DATA PROVIDED:
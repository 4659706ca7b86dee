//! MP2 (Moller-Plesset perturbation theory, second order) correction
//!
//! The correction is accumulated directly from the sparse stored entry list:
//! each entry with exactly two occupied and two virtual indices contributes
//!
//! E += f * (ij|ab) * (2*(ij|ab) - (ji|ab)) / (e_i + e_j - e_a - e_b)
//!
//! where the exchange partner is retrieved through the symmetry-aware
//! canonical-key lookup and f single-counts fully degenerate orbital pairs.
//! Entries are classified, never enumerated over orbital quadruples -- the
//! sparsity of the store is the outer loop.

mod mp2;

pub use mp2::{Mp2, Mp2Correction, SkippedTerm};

...

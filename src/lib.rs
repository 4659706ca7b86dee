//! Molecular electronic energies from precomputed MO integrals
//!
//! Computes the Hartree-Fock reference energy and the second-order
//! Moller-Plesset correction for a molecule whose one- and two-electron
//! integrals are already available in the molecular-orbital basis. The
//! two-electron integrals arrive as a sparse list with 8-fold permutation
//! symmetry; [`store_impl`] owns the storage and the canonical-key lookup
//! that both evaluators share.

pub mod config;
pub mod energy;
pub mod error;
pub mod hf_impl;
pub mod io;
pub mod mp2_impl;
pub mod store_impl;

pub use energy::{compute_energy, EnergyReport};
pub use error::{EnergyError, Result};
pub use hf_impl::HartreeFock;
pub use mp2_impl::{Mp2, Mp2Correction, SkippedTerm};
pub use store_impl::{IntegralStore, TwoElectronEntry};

* * *

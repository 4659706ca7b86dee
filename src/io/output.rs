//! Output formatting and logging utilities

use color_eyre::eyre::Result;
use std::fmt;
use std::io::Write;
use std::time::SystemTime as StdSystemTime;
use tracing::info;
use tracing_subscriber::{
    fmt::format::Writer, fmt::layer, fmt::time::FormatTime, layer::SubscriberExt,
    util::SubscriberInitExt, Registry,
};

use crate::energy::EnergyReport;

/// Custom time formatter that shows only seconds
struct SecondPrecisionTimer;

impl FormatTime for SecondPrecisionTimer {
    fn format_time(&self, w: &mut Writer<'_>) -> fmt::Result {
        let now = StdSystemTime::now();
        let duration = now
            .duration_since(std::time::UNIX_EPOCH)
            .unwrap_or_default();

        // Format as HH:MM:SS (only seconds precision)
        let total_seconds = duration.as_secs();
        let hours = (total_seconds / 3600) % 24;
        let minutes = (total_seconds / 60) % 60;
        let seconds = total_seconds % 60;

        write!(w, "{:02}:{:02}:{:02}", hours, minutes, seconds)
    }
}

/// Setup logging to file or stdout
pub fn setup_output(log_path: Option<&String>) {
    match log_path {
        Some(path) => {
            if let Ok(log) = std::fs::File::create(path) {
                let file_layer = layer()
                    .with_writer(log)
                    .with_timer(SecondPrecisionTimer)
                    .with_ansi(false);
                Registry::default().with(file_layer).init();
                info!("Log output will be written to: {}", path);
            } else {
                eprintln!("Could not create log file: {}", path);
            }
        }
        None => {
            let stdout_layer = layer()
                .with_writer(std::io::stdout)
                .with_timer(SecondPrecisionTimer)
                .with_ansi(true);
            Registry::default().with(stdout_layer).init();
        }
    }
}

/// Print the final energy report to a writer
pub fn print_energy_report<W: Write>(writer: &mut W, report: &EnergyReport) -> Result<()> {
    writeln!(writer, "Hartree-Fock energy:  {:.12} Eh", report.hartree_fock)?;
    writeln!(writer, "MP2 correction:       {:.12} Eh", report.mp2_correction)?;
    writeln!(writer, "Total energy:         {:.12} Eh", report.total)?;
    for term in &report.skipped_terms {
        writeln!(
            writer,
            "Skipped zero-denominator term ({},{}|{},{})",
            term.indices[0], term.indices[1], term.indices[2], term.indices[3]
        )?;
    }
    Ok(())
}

TASK BRIEF:
Of the entries listed above, reproduce only the lines starting at the line containing "use tracing::info;" and ending at the line containing "Registry::default().with(file_layer).init();". Include both, exactly as they stand.

RESPONSE AREA:
use tracing::info;
use tracing_subscriber::{
    fmt::format::Writer, fmt::layer, fmt::time::FormatTime, layer::SubscriberExt,
    util::SubscriberInitExt, Registry,
};

use crate::energy::EnergyReport;

/// Custom time formatter that shows only seconds
struct SecondPrecisionTimer;

impl FormatTime for SecondPrecisionTimer {
    fn format_time(&self, w: &mut Writer<'_>) -> fmt::Result {
        let now = StdSystemTime::now();
        let duration = now
            .duration_since(std::time::UNIX_EPOCH)
            .unwrap_or_default();

        // Format as HH:MM:SS (only seconds precision)
        let total_seconds = duration.as_secs();
        let hours = (total_seconds / 3600) % 24;
        let minutes = (total_seconds / 60) % 60;
        let seconds = total_seconds % 60;

        write!(w, "{:02}:{:02}:{:02}", hours, minutes, seconds)
    }
}

/// Setup logging to file or stdout
pub fn setup_output(log_path: Option<&String>) {
    match log_path {
        Some(path) => {
            if let Ok(log) = std::fs::File::create(path) {
                let file_layer = layer()
                    .with_writer(log)
                    .with_timer(SecondPrecisionTimer)
                    .with_ansi(false);
                Registry::default().with(file_layer).init();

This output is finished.